I can think better in Python; I find the process harder in Ruby, and often find there’s always a “better” way of doing it. As with Perl, I feel that while I may be a competent Ruby programmer, I’ll never be a Ruby guru (I think that may be the case of many Rails developers : they use Rails and its plugins without really needing to understand Ruby at any deeper level, thanks to Rails’ DSLs). However, the lack of a compelling framework, which would give me the same kind of productivity as Rails, has held me back from using Python for serious web projects.

Until I found Pylons. Unlike Rails and Django, Pylons is not marketed in any way; it is strictly minimalist, a “hacker’s framework”. This will not appeal to those who turn to Rails or Django for an out of the box solution with their decisions made for them (and nothing wrong with that, if you just want to get your project out the door), but it appeals to someone who enjoys building something just the way they want it, and dislikes “opinionated” frameworks that like to think they always know better.

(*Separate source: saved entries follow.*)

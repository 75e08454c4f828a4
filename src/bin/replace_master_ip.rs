use std::fs;

use anyhow::Context;
use bootstrap::cluster::{master_ip, nodes_api};
use bootstrap::descriptor::rewrite;
use bootstrap::telemetry;
use clap::Parser;
use kube::Client;
use tracing::*;

/// Point the cluster descriptor's node entry at the control-plane address
#[derive(Parser, Debug)]
#[command(version, about, long_about = None)]
struct Args {
    /// Input descriptor
    #[arg(short, long = "ifile")]
    input: String,

    /// Output descriptor
    #[arg(short, long = "ofile")]
    output: String,
}

#[tokio::main]
async fn main() -> anyhow::Result<()> {
    let args = Args::parse();
    telemetry::init().await;

    let input = fs::read_to_string(&args.input)
        .with_context(|| format!("failure read {}", args.input))?;
    let client = Client::try_default().await?;
    let ip = master_ip(&nodes_api(client)).await?;
    if ip.is_none() {
        warn!("No control-plane node with an InternalIP, writing null node address");
    }

    let descriptor = rewrite(&input, ip)?;
    fs::write(&args.output, serde_json::to_string(&descriptor)?)
        .with_context(|| format!("failure write {}", args.output))?;
    info!("Wrote {}", args.output);
    Ok(())
}
use k8s_openapi::api::core::v1::Node;
use kube::api::{Api, ListParams};
use kube::Client;
use tracing::*;

use crate::{Error, Result};

pub static MASTER_ROLE_LABEL: &str = "node-role.kubernetes.io/master";
pub static CONTROL_PLANE_ROLE_LABEL: &str = "node-role.kubernetes.io/control-plane";

pub fn nodes_api(client: Client) -> Api<Node> {
    Api::all(client)
}

/// `spec.podCIDR` assigned to `node_name`, if any.
pub async fn pod_cidr(api: &Api<Node>, node_name: &str) -> Result<Option<String>> {
    let node = api.get(node_name).await.map_err(Error::KubeError)?;
    let cidr = node.spec.and_then(|spec| spec.pod_cidr);
    debug!("Node {node_name} pod CIDR: {cidr:?}");
    Ok(cidr)
}

/// InternalIP of the first control-plane node in the cluster.
pub async fn master_ip(api: &Api<Node>) -> Result<Option<String>> {
    let nodes = api
        .list(&ListParams::default())
        .await
        .map_err(Error::KubeError)?;
    Ok(control_plane_address(&nodes.items))
}

pub fn control_plane_address(nodes: &[Node]) -> Option<String> {
    nodes
        .iter()
        .find(|node| is_control_plane(node))
        .and_then(internal_ip)
}

fn is_control_plane(node: &Node) -> bool {
    node.metadata.labels.as_ref().is_some_and(|labels| {
        labels
            .keys()
            .any(|k| k.contains(MASTER_ROLE_LABEL) || k.contains(CONTROL_PLANE_ROLE_LABEL))
    })
}

fn internal_ip(node: &Node) -> Option<String> {
    node.status
        .as_ref()?
        .addresses
        .as_ref()?
        .iter()
        .find(|a| a.type_ == "InternalIP")
        .map(|a| a.address.clone())
}

#[cfg(test)]
mod tests {
    use super::*;
    use k8s_openapi::api::core::v1::{NodeAddress, NodeStatus};
    use std::collections::BTreeMap;

    fn node(name: &str, labels: &[&str], addresses: &[(&str, &str)]) -> Node {
        let mut node = Node::default();
        node.metadata.name = Some(name.into());
        node.metadata.labels = Some(
            labels
                .iter()
                .map(|l| (l.to_string(), String::new()))
                .collect::<BTreeMap<_, _>>(),
        );
        node.status = Some(NodeStatus {
            addresses: Some(
                addresses
                    .iter()
                    .map(|(t, a)| NodeAddress {
                        type_: t.to_string(),
                        address: a.to_string(),
                    })
                    .collect(),
            ),
            ..NodeStatus::default()
        });
        node
    }

    #[test]
    fn finds_master_internal_ip() {
        let nodes = vec![
            node("worker", &["kubernetes.io/os"], &[("InternalIP", "10.0.0.2")]),
            node(
                "master",
                &["node-role.kubernetes.io/master"],
                &[("Hostname", "master"), ("InternalIP", "10.0.0.1")],
            ),
        ];
        assert_eq!(control_plane_address(&nodes).as_deref(), Some("10.0.0.1"));
    }

    #[test]
    fn accepts_control_plane_label() {
        let nodes = vec![node(
            "cp",
            &["node-role.kubernetes.io/control-plane"],
            &[("InternalIP", "10.0.0.5")],
        )];
        assert_eq!(control_plane_address(&nodes).as_deref(), Some("10.0.0.5"));
    }

    #[test]
    fn none_without_control_plane_or_internal_ip() {
        let nodes = vec![node("worker", &[], &[("InternalIP", "10.0.0.2")])];
        assert_eq!(control_plane_address(&nodes), None);
        let nodes = vec![node(
            "master",
            &["node-role.kubernetes.io/master"],
            &[("ExternalIP", "1.2.3.4")],
        )];
        assert_eq!(control_plane_address(&nodes), None);
    }
}
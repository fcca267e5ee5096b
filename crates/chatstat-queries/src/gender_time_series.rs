//! Messages per time bucket, split by sender gender

use chatstat_core::{
    Cell, ContextKey, Granularity, Message, Query, QueryContext, QueryOutput, Result, Table,
};
use chatstat_ids::Gender;
use indexmap::IndexMap;

pub const ID: &str = "gender_time_series";

const GENDER_COLUMNS: [Gender; 3] = [Gender::Female, Gender::Male, Gender::Unknown];

/// One row per bucket in ascending order, one count column per gender
#[derive(Debug, Clone, Default)]
pub struct GenderTimeSeriesQuery {
    granularity: Granularity,
}

impl GenderTimeSeriesQuery {
    pub fn new(granularity: Granularity) -> Self {
        Self { granularity }
    }
}

impl Query for GenderTimeSeriesQuery {
    fn id(&self) -> &str {
        ID
    }

    fn granularity(&self) -> Granularity {
        self.granularity
    }

    fn required_context(&self) -> &[ContextKey] {
        &[ContextKey::UsersMap]
    }

    fn compute(&self, messages: &[Message], context: &QueryContext<'_>) -> Result<QueryOutput> {
        let users = context.users(ID)?;

        let mut series: IndexMap<String, [usize; 3]> = IndexMap::new();
        for message in messages {
            let (_, gender) = users.resolve(&message.sender_id);
            let column = GENDER_COLUMNS
                .iter()
                .position(|g| *g == gender)
                .unwrap_or(GENDER_COLUMNS.len() - 1);
            series
                .entry(self.bucket(message.timestamp_ms))
                .or_default()[column] += 1;
        }

        series.sort_keys();

        let mut columns = vec!["date"];
        columns.extend(GENDER_COLUMNS.iter().map(Gender::as_str));
        let mut table = Table::new(columns);
        for (date, counts) in series {
            let mut row = vec![Cell::from(date)];
            row.extend(counts.into_iter().map(Cell::from));
            table.push_row(row);
        }

        Ok(QueryOutput::Table(table))
    }
}
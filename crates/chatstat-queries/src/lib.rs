//! Aggregation queries over the anonymized message stream

mod annotate;
pub mod count_messages;
pub mod emoji;
pub mod executor;
pub mod gender_time_series;
pub mod most_common_strings;
pub mod registry;
pub mod time_to_respond;
pub mod top_senders;

pub use annotate::{annotate_conversation, annotate_user};
pub use count_messages::CountMessagesQuery;
pub use emoji::EmojiQuery;
pub use executor::QueryExecutor;
pub use gender_time_series::GenderTimeSeriesQuery;
pub use most_common_strings::MostCommonStringsQuery;
pub use registry::QueryRegistry;
pub use time_to_respond::{ResponseEvent, ResponseTracker, TimeToRespondQuery};
pub use top_senders::TopSendersQuery;
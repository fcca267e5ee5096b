//! Identifier maps and anonymized-id bookkeeping shared by the analytics engine

mod encoding;
mod identity;
mod sequence;

pub use encoding::repair_text;
pub use identity::{ConversationMap, Gender, UserInfo, UserMap, UNKNOWN};
pub use sequence::{Anonymizer, IdSequence};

Superficially, Pylons resembles Rails: it follows the same MVC pattern, supports AJAX, and uses Routes and helpers. That’s where the similarity ends. For starters, there’s no ActiveRecord: you provide your own model; most Pylons developers go with SQLAlchemy, possibly one of the finest ORMs in any language. Further, rather than just ERB on the menu, you can choose your own template engine. Myghty is the current default, but this is soon to be replaced with the awesome Mako, and you can use for example Genshi or Kid if you prefer something more XML-based, or Jinja if you like Django’s minimalist templates.

The most interesting thing about Pylons however is that it runs on Paste and WSGI, the Python web server gateway standard. You can run your Pylons apps on mod_python, FastCGI, SCGI, whatever you want, and build your own custom frameworks with Paste templates.

I can’t remember where I saw the quote, but David Heinemeier Hansson, the leading Rails developer, once compared Rails to a Ferrari. Well, a Ferrari is nice (and maybe not the best comparison, considering the performance of Ruby) but Pylons + SQLAlchemy + Mako is more like James Bond’s Aston Martin, customized by Q. It just looks like a normal car but comes with ejector seats, bulletproof glass and tons of gadgets. I know which one I’d like to drive.